9 weird but true sales & use tax laws on the books: Has your A/P team heard of them?
Your A/P staffers are well aware of the ways state revenue departments make life complicated with their ever-changing sales & use tax laws.
Seasoned A/P pros are typically able to follow the logic behind some of the unusual sales & use tax requirements out there. For example, in Kansas hot-air balloon rides aren’t taxable because they’re considered transportation. However, tethered hot-air balloon rides are subject to an amusement tax.

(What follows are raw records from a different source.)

//! Templating code.
//!
//! This defines the [`Page`] item, which wraps every HTML view in this crate
//! with the shared head and navigation bar.

use hypertext::prelude::*;

use crate::{auth::User, competitions::Competition, permission::Role};

pub struct Page<R: Renderable> {
    body: Option<R>,
    user: Option<User>,
    competition: Option<Competition>,
    title: Option<String>,
}

impl<R: Renderable> Page<R> {
    pub fn new() -> Self {
        Default::default()
    }

    pub fn competition(mut self, competition: Competition) -> Self {
        self.competition = Some(competition);
        self
    }

    pub fn title(mut self, title: impl Into<String>) -> Self {
        self.title = Some(title.into());
        self
    }

    pub fn body(mut self, body: R) -> Self {
        self.body = Some(body);
        self
    }

    pub fn user(mut self, user: User) -> Self {
        self.user = Some(user);
        self
    }

    pub fn user_opt(mut self, user: Option<User>) -> Self {
        self.user = user;
        self
    }
}

impl<R: Renderable> Renderable for Page<R> {
    fn render_to(
        &self,
        buffer: &mut hypertext::Buffer<hypertext::context::Node>,
    ) {
        let is_admin = self
            .user
            .as_ref()
            .map(|user| user.role() == Role::Admin)
            .unwrap_or(false);

        maud! {
            html {
                head {
                    title {
                        @if let Some(title) = &self.title {
                            (title) " | "
                        }
                        "Diveboard"
                    }
                    script src="https://cdn.jsdelivr.net/npm/htmx.org@2.0.7/dist/htmx.min.js" integrity="sha384-ZBXiYtYQ6hJ2Y0ZNoYuI+Nq5MqWBr+chMrS/RkXpNzQCApHEhOt2aY8EJgqwHLkJ" crossorigin="anonymous" {
                    }
                    link href="https://cdn.jsdelivr.net/npm/bootstrap@5.3.8/dist/css/bootstrap.min.css" rel="stylesheet";
                    meta
                        name="viewport"
                        content="width=device-width, initial-scale=1";
                }
                body class="d-flex flex-column vh-100" {
                    nav class="navbar navbar-expand"
                        style="background-color: #0b4f6c;"
                        data-bs-theme="dark" {
                        div class="container-fluid" {
                            a class="navbar-brand text-white" href="/" {
                                "Diveboard"
                            }
                            @if let Some(competition) = &self.competition {
                                ul class="navbar-nav me-auto" {
                                    li class="nav-item" {
                                        a class="nav-link text-white" href=(format!("/competitions/{}", competition.id)) {
                                            (competition.name)
                                        }
                                    }
                                }
                            }
                            ul class="navbar-nav" {
                                @if is_admin {
                                    li class="nav-item" {
                                        a class="nav-link text-white" href="/users" {
                                            "Users"
                                        }
                                    }
                                }
                                @if let Some(user) = &self.user {
                                    li class="nav-item" {
                                        span class="nav-link text-white" {
                                            (user.username) " (" (user.role) ")"
                                        }
                                    }
                                    li class="nav-item" {
                                        form method="post" action="/logout" class="d-inline" {
                                            button type="submit" class="btn btn-link nav-link text-white" {
                                                "Log out"
                                            }
                                        }
                                    }
                                } @else {
                                    li class="nav-item" {
                                        a class="nav-link text-white" href="/login" {
                                            "Login"
                                        }
                                    }
                                    li class="nav-item" {
                                        a class="nav-link text-white" href="/register" {
                                            "Register"
                                        }
                                    }
                                }
                            }
                        }
                    }
                    div class="container flex-grow-1 mt-3" {
                        @if let Some(body) = &self.body {
                            (body)
                        }
                    }
                }
            }
        }.render_to(buffer)
    }
}

impl<R: Renderable> Default for Page<R> {
    fn default() -> Self {
        Self {
            body: Default::default(),
            user: Default::default(),
            competition: Default::default(),
            title: Default::default(),
        }
    }
}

But then there are the state sales & use taxes on the books that are downright puzzling.
Sales & use tax oddities
- California: Although it’s one of the biggest fruit producers in the country, the Golden State doesn’t give residents any incentive to choose it as a snack from vending machines. Sliced applies or fruit salad from a machine costs an extra 33% in taxes. But if you plan ahead and buy fruit from a grocery store in the state you avoid the tax.

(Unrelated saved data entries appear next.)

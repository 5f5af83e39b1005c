use axum::{
    Json,
    extract::Path,
};
use chrono::{NaiveDateTime, Utc};
use diesel::{
    connection::LoadConnection, dsl::exists, prelude::*, select,
    sqlite::Sqlite,
};
use hypertext::prelude::*;
use serde::{Deserialize, Serialize};
use tracing::info;
use uuid::Uuid;

use crate::{
    auth::User,
    competitions::events::Event,
    permission::{Permission, require},
    schema::{competitions, dive_entries},
    state::Conn,
    template::Page,
    util_resp::{
        FailureResponse, StandardResponse, bad_request_json, json_created,
        json_ok, success,
    },
    validation::{is_non_empty, is_valid_num_judges},
    widgets::alert::InfoAlert,
};

pub mod competitors;
pub mod dives;
pub mod events;
pub mod live;
pub mod run_order;
pub mod scores;
pub mod scoring;

pub const DEFAULT_NUM_JUDGES: i64 = 5;

#[derive(Serialize, Deserialize, Queryable, Clone, Debug)]
pub struct Competition {
    pub id: String,
    pub name: String,
    pub date: String,
    pub location: String,
    pub description: Option<String>,
    pub num_judges: i64,
    pub created_at: NaiveDateTime,
}

impl Competition {
    #[tracing::instrument(skip(conn))]
    pub fn fetch(
        competition_id: &str,
        conn: &mut impl LoadConnection<Backend = Sqlite>,
    ) -> Result<Self, FailureResponse> {
        competitions::table
            .filter(competitions::id.eq(competition_id))
            .first::<Competition>(conn)
            .optional()?
            .ok_or(FailureResponse::NotFound(()))
    }

    /// The size of the judging panel, which every dive of every event in this
    /// competition is scored against.
    pub fn num_judges_of(
        competition_id: &str,
        conn: &mut impl LoadConnection<Backend = Sqlite>,
    ) -> Result<i64, FailureResponse> {
        competitions::table
            .filter(competitions::id.eq(competition_id))
            .select(competitions::num_judges)
            .first::<i64>(conn)
            .optional()?
            .ok_or(FailureResponse::NotFound(()))
    }

    pub fn all(
        conn: &mut impl LoadConnection<Backend = Sqlite>,
    ) -> Result<Vec<Self>, FailureResponse> {
        Ok(competitions::table
            .order_by((competitions::date.desc(), competitions::name.asc()))
            .load::<Competition>(conn)?)
    }

    fn has_scores_above_judge(
        &self,
        judge_number: i64,
        conn: &mut impl LoadConnection<Backend = Sqlite>,
    ) -> Result<bool, FailureResponse> {
        use crate::schema::{competitors, events, scores};

        Ok(select(exists(
            scores::table
                .inner_join(
                    dive_entries::table
                        .inner_join(competitors::table.inner_join(events::table)),
                )
                .filter(events::competition_id.eq(&self.id))
                .filter(scores::judge_number.gt(judge_number)),
        ))
        .get_result::<bool>(conn)?)
    }
}

#[derive(Deserialize, Debug)]
pub struct CompetitionInput {
    pub name: String,
    pub date: String,
    pub location: String,
    pub description: Option<String>,
    pub num_judges: Option<i64>,
}

impl CompetitionInput {
    /// Returns the judge count to store.
    fn validate(&self) -> Result<i64, String> {
        is_non_empty("name", &self.name)?;
        is_non_empty("date", &self.date)?;
        is_non_empty("location", &self.location)?;
        let num_judges = self.num_judges.unwrap_or(DEFAULT_NUM_JUDGES);
        is_valid_num_judges(num_judges)?;
        Ok(num_judges)
    }
}

pub async fn list_competitions(mut conn: Conn<false>) -> StandardResponse {
    json_ok(Competition::all(&mut *conn)?)
}

pub async fn get_competition(
    Path(competition_id): Path<String>,
    mut conn: Conn<false>,
) -> StandardResponse {
    json_ok(Competition::fetch(&competition_id, &mut *conn)?)
}

pub async fn create_competition(
    user: User,
    mut conn: Conn<true>,
    Json(input): Json<CompetitionInput>,
) -> StandardResponse {
    require(&user, Permission::ManageCompetitions)?;

    let num_judges = match input.validate() {
        Ok(n) => n,
        Err(e) => return bad_request_json(e),
    };

    let id = Uuid::now_v7().to_string();
    diesel::insert_into(competitions::table)
        .values((
            competitions::id.eq(&id),
            competitions::name.eq(input.name.trim()),
            competitions::date.eq(&input.date),
            competitions::location.eq(&input.location),
            competitions::description.eq(&input.description),
            competitions::num_judges.eq(num_judges),
            competitions::created_at.eq(Utc::now().naive_utc()),
        ))
        .execute(&mut *conn)?;

    info!(competition = %id, num_judges, "created competition");

    json_created(Competition::fetch(&id, &mut *conn)?)
}

pub async fn update_competition(
    Path(competition_id): Path<String>,
    user: User,
    mut conn: Conn<true>,
    Json(input): Json<CompetitionInput>,
) -> StandardResponse {
    require(&user, Permission::ManageCompetitions)?;

    let competition = Competition::fetch(&competition_id, &mut *conn)?;

    let num_judges = match input.validate() {
        Ok(n) => n,
        Err(e) => return bad_request_json(e),
    };

    if num_judges < competition.num_judges
        && competition.has_scores_above_judge(num_judges, &mut *conn)?
    {
        return bad_request_json(format!(
            "judges above number {num_judges} have already scored dives in \
             this competition"
        ));
    }

    diesel::update(competitions::table.filter(competitions::id.eq(&competition.id)))
        .set((
            competitions::name.eq(input.name.trim()),
            competitions::date.eq(&input.date),
            competitions::location.eq(&input.location),
            competitions::description.eq(&input.description),
            competitions::num_judges.eq(num_judges),
        ))
        .execute(&mut *conn)?;

    json_ok(Competition::fetch(&competition.id, &mut *conn)?)
}

pub async fn delete_competition(
    Path(competition_id): Path<String>,
    user: User,
    mut conn: Conn<true>,
) -> StandardResponse {
    require(&user, Permission::ManageCompetitions)?;

    let competition = Competition::fetch(&competition_id, &mut *conn)?;

    diesel::delete(competitions::table.filter(competitions::id.eq(&competition.id)))
        .execute(&mut *conn)?;

    info!(competition = %competition.id, "deleted competition");

    json_ok(serde_json::json!({ "deleted": competition.id }))
}

pub async fn view_competition_page(
    Path(competition_id): Path<String>,
    user: Option<User>,
    mut conn: Conn<false>,
) -> StandardResponse {
    let competition = Competition::fetch(&competition_id, &mut *conn)?;
    let events = Event::of_competition(&competition.id, &mut *conn)?;

    let can_judge = user
        .as_ref()
        .map(|user| user.role().allows(Permission::SubmitScores))
        .unwrap_or(false);

    success(
        Page::new()
            .user_opt(user)
            .title(competition.name.clone())
            .competition(competition.clone())
            .body(maud! {
                h1 { (competition.name) }
                p class="text-muted" {
                    (competition.date) " · " (competition.location) " · "
                    (competition.num_judges) " judges"
                }
                @if let Some(description) = &competition.description {
                    p { (description) }
                }
                h2 class="mt-4" { "Events" }
                @if events.is_empty() {
                    InfoAlert msg = "No events have been added yet.";
                } @else {
                    table class="table" {
                        thead {
                            tr {
                                th { "Event" }
                                th { "Dives" }
                                th { "" }
                            }
                        }
                        tbody {
                            @for event in &events {
                                tr {
                                    td {
                                        a href=(format!("/events/{}", event.id)) { (event.name) }
                                    }
                                    td { (event.num_dives) }
                                    td {
                                        a class="btn btn-sm btn-outline-primary me-1" href=(format!("/events/{}/live", event.id)) { "Live" }
                                        a class="btn btn-sm btn-outline-primary me-1" href=(format!("/events/{}/run-order", event.id)) { "Run order" }
                                        @if can_judge {
                                            a class="btn btn-sm btn-outline-secondary" href=(format!("/events/{}/judge", event.id)) { "Judge" }
                                        }
                                    }
                                }
                            }
                        }
                    }
                }
            })
            .render(),
    )
}

pub async fn home(user: Option<User>, mut conn: Conn<false>) -> StandardResponse {
    let competitions = Competition::all(&mut *conn)?;

    success(
        Page::new()
            .user_opt(user)
            .body(maud! {
                h1 { "Competitions" }
                @if competitions.is_empty() {
                    InfoAlert msg = "There are no competitions yet.";
                } @else {
                    div class="list-group" {
                        @for competition in &competitions {
                            a class="list-group-item list-group-item-action"
                              href=(format!("/competitions/{}", competition.id)) {
                                strong { (competition.name) }
                                " "
                                span class="text-muted" {
                                    (competition.date) ", " (competition.location)
                                }
                            }
                        }
                    }
                }
            })
            .render(),
    )
}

- Illinois: There’s a 6.25% tax on candy, unless it has flour as an ingredient. So for example, if you’re buying M&Ms as employee snacks, which don’t contain flour, the tax applies. However, Kit Kat and Twix bars don’t get the candy tax since they contain flour. Those candies would normally be subject to the 1% state food tax, but it’s suspended as part of a sales tax holiday in effect till the middle of next year.

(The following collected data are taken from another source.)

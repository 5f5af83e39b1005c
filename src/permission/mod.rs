//! Who may do what.
//!
//! Reading is open to everybody. Managing competitions (and everything below
//! them) and users is for admins; submitting scores is for judges and admins.

use std::{fmt, str::FromStr};

use serde::{Deserialize, Serialize};

use crate::{auth::User, util_resp::FailureResponse};

#[derive(Debug, Clone, Copy, PartialEq, Eq, Serialize, Deserialize)]
#[serde(rename_all = "lowercase")]
pub enum Role {
    Admin,
    Judge,
    Viewer,
}

impl Role {
    pub const ALL: [Role; 3] = [Role::Admin, Role::Judge, Role::Viewer];

    pub fn as_str(&self) -> &'static str {
        match self {
            Role::Admin => "admin",
            Role::Judge => "judge",
            Role::Viewer => "viewer",
        }
    }
}

impl fmt::Display for Role {
    fn fmt(&self, f: &mut fmt::Formatter<'_>) -> fmt::Result {
        f.write_str(self.as_str())
    }
}

impl FromStr for Role {
    type Err = String;

    fn from_str(s: &str) -> Result<Self, Self::Err> {
        match s {
            "admin" => Ok(Role::Admin),
            "judge" => Ok(Role::Judge),
            "viewer" => Ok(Role::Viewer),
            other => Err(format!("unknown role '{other}'")),
        }
    }
}

#[derive(Debug, Clone, Copy, PartialEq, Eq)]
pub enum Permission {
    ManageCompetitions,
    ManageUsers,
    SubmitScores,
}

impl Role {
    pub fn allows(&self, permission: Permission) -> bool {
        match (self, permission) {
            (Role::Admin, _) => true,
            (Role::Judge, Permission::SubmitScores) => true,
            _ => false,
        }
    }
}

pub fn require(user: &User, permission: Permission) -> Result<(), FailureResponse> {
    if user.role().allows(permission) {
        Ok(())
    } else {
        tracing::debug!(
            user = %user.username,
            ?permission,
            "permission denied"
        );
        Err(FailureResponse::Unauthorized(()))
    }
}

#[cfg(test)]
mod tests {
    use super::*;

    #[test]
    fn judges_can_only_score() {
        assert!(Role::Judge.allows(Permission::SubmitScores));
        assert!(!Role::Judge.allows(Permission::ManageCompetitions));
        assert!(!Role::Viewer.allows(Permission::SubmitScores));
        assert!(Role::Admin.allows(Permission::ManageUsers));
    }

    #[test]
    fn roles_round_trip_through_their_column_text() {
        for role in Role::ALL {
            assert_eq!(role.as_str().parse::<Role>().unwrap(), role);
        }
        assert!("owner".parse::<Role>().is_err());
    }
}
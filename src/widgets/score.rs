use hypertext::prelude::*;

use crate::competitions::scoring::{
    JudgeScore,
    calc::{FinalScore, display_score, trimmed_positions},
};

/// The marks of one dive in judge order. Marks discarded by the trimming rule
/// are struck through.
pub struct JudgeMarks<'r> {
    pub marks: &'r [JudgeScore],
    pub num_judges: i64,
}

impl Renderable for JudgeMarks<'_> {
    fn render_to(
        &self,
        buffer: &mut hypertext::Buffer<hypertext::context::Node>,
    ) {
        let mut marks = self.marks.to_vec();
        marks.sort_by_key(|mark| mark.judge_number);

        let values = marks.iter().map(|mark| mark.value).collect::<Vec<_>>();
        let trimmed = trimmed_positions(&values, self.num_judges);

        maud! {
            div class="d-flex gap-2 flex-wrap" {
                @for (idx, mark) in marks.iter().enumerate() {
                    div class="border rounded px-2 py-1 text-center" {
                        div class="small text-muted" { "J" (mark.judge_number) }
                        @if trimmed.contains(&idx) {
                            s class="text-muted fs-5" { (mark.value) }
                        } @else {
                            span class="fs-5" { (mark.value) }
                        }
                    }
                }
            }
        }
        .render_to(buffer);
    }
}

pub struct ScoreBreakdown {
    pub score: FinalScore,
    pub difficulty: f64,
}

impl Renderable for ScoreBreakdown {
    fn render_to(
        &self,
        buffer: &mut hypertext::Buffer<hypertext::context::Node>,
    ) {
        maud! {
            p class="mt-2 mb-0" {
                (display_score(self.score.average))
                " × " (self.difficulty) " = "
                strong { (display_score(self.score.final_score)) }
            }
        }
        .render_to(buffer);
    }
}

- Tennessee: If you have to go to court in the Volunteer State, watch out for the litigation taxes! In civil court, the plaintiff is responsible for that tax.
- Delaware: The First State has a low corporate income tax rate of 8.7%, and no state or local sales tax. But don’t forget about the gross receipt tax levied on businesses that provide goods or services in the state. It ranges from 0.0945% to .7468%, depending on the business activity.
- Colorado: “Nonessential packaging,” including coffee cup lids, is subject to a 2.9% tax. So a coffee cup is essential, but the lid – which helps to keep you from spilling coffee all over your car if you make a sudden stop – is not.
- Ohio: The tax code in the Buckeye State says human organs, bones, tissue, blood or blood products are not subject to sales tax. However, human hair, animal organs, or “other products not of human origin” for transplantation or implantation are subject to sales & use tax. So artificial joints to replace knees or hips are subject to sales tax, but a kidney transplant is not.
- Pennsylvania: Liquor has a hidden 18% tax. It was intended to be temporary to help the recovery from flooding that happened throughout the state on St. Patrick’s Day 1936, but it was never repealed.
- Arizona: Ice cubes, like the kind in mixed drinks, are considered food and aren’t taxable. But a block of ice to keep food cold comes with a transaction privilege tax paid by the vendor, which is then passed along to the consumer.
- Texas: The Lone Star State offers a sales tax holiday on many clothing items. It applies to cowboy boots, but not to big belt buckles, which are taxed.